Para inspirar quem está começando, conheça 3 startups, em diferentes estágios, que contam com um programa de Stock Options para seus colaboradores.
A operadora móvel digital Nomo modelou o stock option até antes de ter um time. Segundo o cofundador e CEO, Henrique Garrido, foi a primeira coisa que fizeram pós-investimento – em sua estreia no mercado, no fim de 2021, a startup recebeu R$ 14 milhões, aporte liderado pela gestora Iporanga Ventures.
“É uma estratégia tanto de atração como de retenção, mas antes de tudo é como a gente exerce na prática o nosso valor de cuidar das pessoas. Valorizamos as pessoas e o nível de contribuição de cada colaborador na transformação do mercado de telecomunicações a partir da tecnologia”, comenta ele.
Henrique explica que a startup montou dois modelos de Stock Options, ambos dentro de uma estrutura offshore. O primeiro, com estrutura 1 ano de cliff + 4 de vesting, beneficiou as primeiras contratações do time, ofertado antes das pessoas entrarem (ou seja, elas já entravam sócias).
Já no segundo, se beneficiam pessoas que já tinham entrado um pouco mais pra frente e que estavam se destacando, ou sócios que estão entrando depois de 1 ano de companhia. A estrutura não inclui o cliff, somente os 4 anos de vesting. Aqui, foi construído o programa ‘Parte do Todo’, no qual um comitê de sócios, juntamente ao time de People, avalia a contribuição cultural e de performance dos indicados ao programa.
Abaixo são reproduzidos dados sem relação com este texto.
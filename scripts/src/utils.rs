use ethers::types::H160;

use crate::error::ConfigError;

pub fn strip_0x(s: &str) -> &str {
    s.strip_prefix("0x").unwrap_or(s)
}

pub fn parse_address(label: &'static str, value: &str) -> Result<H160, ConfigError> {
    value.parse().map_err(|_| ConfigError::InvalidAddress {
        label,
        value: value.to_owned(),
    })
}
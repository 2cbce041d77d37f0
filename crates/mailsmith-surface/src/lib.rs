//! Mailsmith Surface - Headless Editing Surface
//!
//! This crate provides the embedded editing surface for the Mailsmith
//! visual email editor:
//! - Surface: the component-tree engine and its capability API
//! - Node: node payloads and the ordered inline-style map
//! - Markup: fragment import (html5ever) and export
//! - Stylesheet: the stylesheet channel and resolved-style lookups
//! - Events: structural-change event classes
//! - Error: error types for surface operations
//!
//! The surface renders nowhere: it models the isolated editing
//! context the host synchronizes against. The host holds node ids
//! and derived snapshots, never the tree itself.
//!
//! ## Usage
//!
//! ```
//! use mailsmith_surface::{EditingSurface, SurfaceConfig};
//!
//! let mut surface = EditingSurface::new(SurfaceConfig::default());
//! surface.load("p { color: #333; }", "<p>Hello</p>").unwrap();
//!
//! let p = surface.children(surface.root())[0];
//! surface.select(Some(p)).unwrap();
//! surface.set_style(p, "font-size", "16px").unwrap();
//!
//! assert!(surface.export_markup().contains("font-size:16px"));
//! ```

#![forbid(unsafe_code)]
#![warn(missing_docs)]

pub mod error;
pub mod events;
pub mod markup;
pub mod node;
pub mod stylesheet;
pub mod surface;

// Re-export main types
pub use error::{Error, Result};
pub use events::SurfaceEvent;
pub use node::{NodeData, NodeKind, StyleMap};
pub use stylesheet::{StyleRule, Stylesheet};
pub use surface::{EditingSurface, SurfaceConfig};

/// Opaque handle to a node in the surface's component tree
pub type NodeId = indextree::NodeId;
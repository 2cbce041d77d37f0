//! Mailsmith Editor - Visual Email Editor Core
//!
//! This crate provides the host-side core of the Mailsmith visual
//! email editor:
//! - Document: the authoritative `{html, css}` pair and its
//!   split/recombine rules
//! - Host: the canvas lifecycle (activate, pump, deactivate) around
//!   the embedded editing surface
//! - Sync: the guarded one-directional canvas → document refresh
//! - Blocks: the insertable block catalog and its insertion policy
//! - Snapshot: selection-driven style resolution for the panels
//! - Mutate: batched panel-section style application
//! - Preview: variable substitution for the read-only preview
//! - Services: async collaborator boundaries (upload, image library,
//!   template gallery)
//!
//! Persistence, rendering, and UI chrome stay with the caller; this
//! crate owns only the synchronization semantics between the single
//! authoritative document and the live canvas.
//!
//! ## Usage
//!
//! ```
//! use mailsmith_editor::{
//!     CanvasHost, EditorConfig, EmailDocument, Mount, Organization, Variable,
//! };
//!
//! let document = EmailDocument::from_combined(
//!     "Welcome",
//!     "<style>p { color: #333; }</style><body><p>Hi {{first_name}}!</p></body>",
//! );
//! let mut host = CanvasHost::new(
//!     EditorConfig::default(),
//!     Organization::new("org-1", "Acme Studios"),
//!     vec![Variable::new("first_name")],
//!     document,
//! );
//!
//! host.activate(Some(&Mount::new("canvas"))).unwrap();
//! host.insert_block("heading").unwrap();
//! assert!(host.document().html.contains("<h2"));
//! host.deactivate();
//! ```

#![forbid(unsafe_code)]
#![warn(missing_docs)]

pub mod blocks;
pub mod color;
pub mod document;
pub mod error;
pub mod host;
pub mod mutate;
pub mod preview;
pub mod resolve;
pub mod services;
pub mod snapshot;
pub mod sync;
pub mod variables;

// Re-export main types
pub use blocks::{Block, BlockCategory, BlockContent, BlockRegistry, NodeSpec, Organization};
pub use color::normalize_hex;
pub use document::EmailDocument;
pub use error::{Error, Result};
pub use host::{CanvasHost, EditorConfig, FinalState, HostState, Mount};
pub use mutate::{
    BackgroundPanel, BorderPanel, DimensionsPanel, GradientPanel, ImagePanel, SpacingPanel,
    TypographyPanel,
};
pub use preview::PreviewRenderer;
pub use services::{
    GalleryTemplate, ImageLibrary, InFlightGuard, LibraryImage, Notification, NotificationKind,
    TemplateGallery, UploadService,
};
pub use snapshot::{Background, PanelSection, SelectionCategory, SelectionSnapshot};
pub use sync::PullOutcome;
pub use variables::Variable;
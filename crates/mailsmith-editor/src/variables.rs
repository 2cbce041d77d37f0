//! Template variables and sample inference
//!
//! Variables are `{{name}}` placeholders resolved by the caller's
//! send-time templating; this core only previews them. When the
//! caller supplies no sample, one is inferred from the name through
//! ordered substring heuristics, falling back to humanizing the raw
//! name. Inference is deterministic: the same name always yields the
//! same sample.

use chrono::NaiveDate;
use serde::{Deserialize, Serialize};

/// A template variable descriptor supplied by the caller
#[derive(Debug, Clone, Serialize, Deserialize)]
pub struct Variable {
    /// Placeholder name as it appears between braces
    pub name: String,

    /// Human-readable description for the insert panel
    #[serde(default, skip_serializing_if = "Option::is_none")]
    pub description: Option<String>,

    /// Caller-supplied sample shown in previews
    #[serde(default, skip_serializing_if = "Option::is_none")]
    pub sample: Option<String>,
}

impl Variable {
    /// Create a variable with just a name
    #[must_use]
    pub fn new(name: impl Into<String>) -> Self {
        Self {
            name: name.into(),
            description: None,
            sample: None,
        }
    }

    /// Attach a description
    #[must_use]
    pub fn with_description(mut self, description: impl Into<String>) -> Self {
        self.description = Some(description.into());
        self
    }

    /// Attach a caller-supplied sample
    #[must_use]
    pub fn with_sample(mut self, sample: impl Into<String>) -> Self {
        self.sample = Some(sample.into());
        self
    }

    /// The sample to preview: supplied if present, inferred otherwise
    #[must_use]
    pub fn preview_sample(&self) -> String {
        self.sample
            .clone()
            .unwrap_or_else(|| infer_sample(&self.name))
    }
}

/// Infer a plausible sample value from a variable name
#[must_use]
pub fn infer_sample(name: &str) -> String {
    let lower = name.to_lowercase();

    if lower.contains("email") {
        return "sarah@example.com".to_string();
    }
    if lower.contains("score") {
        if lower.contains("seo") {
            return "87".to_string();
        }
        if lower.contains("performance") {
            return "92".to_string();
        }
        return "78".to_string();
    }
    if lower.contains("date") {
        return example_date();
    }
    if lower.contains("company") || lower.contains("organization") {
        return "Acme Studios".to_string();
    }
    if lower.contains("first") && lower.contains("name") {
        return "Sarah".to_string();
    }
    if lower.contains("last") && lower.contains("name") {
        return "Mitchell".to_string();
    }
    if lower.contains("name") {
        return "Sarah Mitchell".to_string();
    }
    if lower.contains("url") || lower.contains("link") || lower.contains("website") {
        return "https://example.com/offer".to_string();
    }
    if lower.contains("phone") {
        return "+1 (555) 014-2368".to_string();
    }
    if lower.contains("city") {
        return "Portland".to_string();
    }
    if lower.contains("country") {
        return "United States".to_string();
    }
    if lower.contains("plan") || lower.contains("tier") {
        return "Premium".to_string();
    }
    if lower.contains("price") || lower.contains("amount") || lower.contains("total") {
        return "$49.00".to_string();
    }
    if lower.contains("percent") || lower.contains("discount") {
        return "20%".to_string();
    }

    humanize(name)
}

/// A fixed formatted date keeps previews deterministic
fn example_date() -> String {
    NaiveDate::from_ymd_opt(2025, 3, 15)
        .map(|d| d.format("%B %-d, %Y").to_string())
        .unwrap_or_else(|| "March 15, 2025".to_string())
}

/// Humanize a raw name: separators become spaces, words capitalized
#[must_use]
pub fn humanize(name: &str) -> String {
    name.split(['_', '-', ' '])
        .filter(|word| !word.is_empty())
        .map(|word| {
            let mut chars = word.chars();
            match chars.next() {
                Some(first) => first.to_uppercase().collect::<String>() + chars.as_str(),
                None => String::new(),
            }
        })
        .collect::<Vec<_>>()
        .join(" ")
}

#[cfg(test)]
mod tests {
    use super::*;

    #[test]
    fn test_email_names_yield_email_shaped_sample() {
        for name in ["email", "user_email", "Contact_Email_Address"] {
            let sample = infer_sample(name);
            assert!(sample.contains('@'), "{name} should infer an email");
        }
    }

    #[test]
    fn test_score_qualifiers_are_distinct() {
        let seo = infer_sample("seo_score");
        let perf = infer_sample("performance_score");
        let plain = infer_sample("score");
        assert_ne!(seo, perf);
        assert_ne!(seo, plain);
        assert!(seo.parse::<u32>().is_ok());
        assert!(perf.parse::<u32>().is_ok());
    }

    #[test]
    fn test_date_is_formatted() {
        assert_eq!(infer_sample("signup_date"), "March 15, 2025");
    }

    #[test]
    fn test_first_name() {
        assert_eq!(infer_sample("first_name"), "Sarah");
        assert_eq!(infer_sample("FirstName"), "Sarah");
    }

    #[test]
    fn test_company_beats_name() {
        assert_eq!(infer_sample("company_name"), "Acme Studios");
    }

    #[test]
    fn test_fallback_humanizes() {
        assert_eq!(infer_sample("custom_field_9"), "Custom Field 9");
        assert_eq!(infer_sample("weird-token"), "Weird Token");
    }

    #[test]
    fn test_inference_is_deterministic() {
        assert_eq!(infer_sample("first_name"), infer_sample("first_name"));
        assert_eq!(infer_sample("custom_field_9"), infer_sample("custom_field_9"));
    }

    #[test]
    fn test_preview_sample_prefers_supplied() {
        let var = Variable::new("first_name").with_sample("Jamie");
        assert_eq!(var.preview_sample(), "Jamie");

        let var = Variable::new("first_name");
        assert_eq!(var.preview_sample(), "Sarah");
    }
}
Neste ano, 5 colaboradores viraram sócios.
A healthtech Vidia, cuja missão é tornar as cirurgias eletivas mais acessíveis junto a hospitais e médicos de ponta, também iniciou a cultura de stock options desde sua fundação, em 2019. Atualmente, dois terços do time da startup possui sociedade ou são beneficiários do programa.
A empresa não exige um nível de senioridade para ter acesso ao benefício nem mesmo um tempo mínimo de casa. Para ser elegível, de tempos em tempos, os sócios se reúnem e definem em conjunto perfis que fazem sentido para entrar no programa ou receber mais opções.
“Se um colaborador ajuda a empresa a ganhar valor, nada mais justo que capture parte desse valor gerado. Acreditamos nessa relação ganha-ganha. O objetivo é o alinhamento de interesses, além da recompensa merecida”, afirma Thiago Bonini, fundador e CEO da Vidia.
A Zippi é uma fintech que fornece capital de giro semanal a micro e pequenos empreendedores. A startup, que neste ano captou uma série A de US$ 16 milhões, também disponibiliza o benefício independentemente do nível de senioridade de seus colaboradores, mas é necessário estar na startup há, pelo menos, 1 ano. Contudo, as quantidades de shares são descritas logo na proposta, tornando o programa ainda mais atrativo na hora da seleção de talentos.
Para Bruno Lucas, cofundador e CFO da Zippi, o modelo de stock options é a forma mais eficaz de fazer com que as pessoas pensem com cabeça de dono da empresa e sejam donas de uma parte da mesa. “Ao ver o valor das opções crescerem conforme a empresa ganha envergadura, isso cria um sentimento de progresso e alinhamento muito forte, que se traduz em muita dedicação e senso de propósito no dia a dia”, diz Bruno.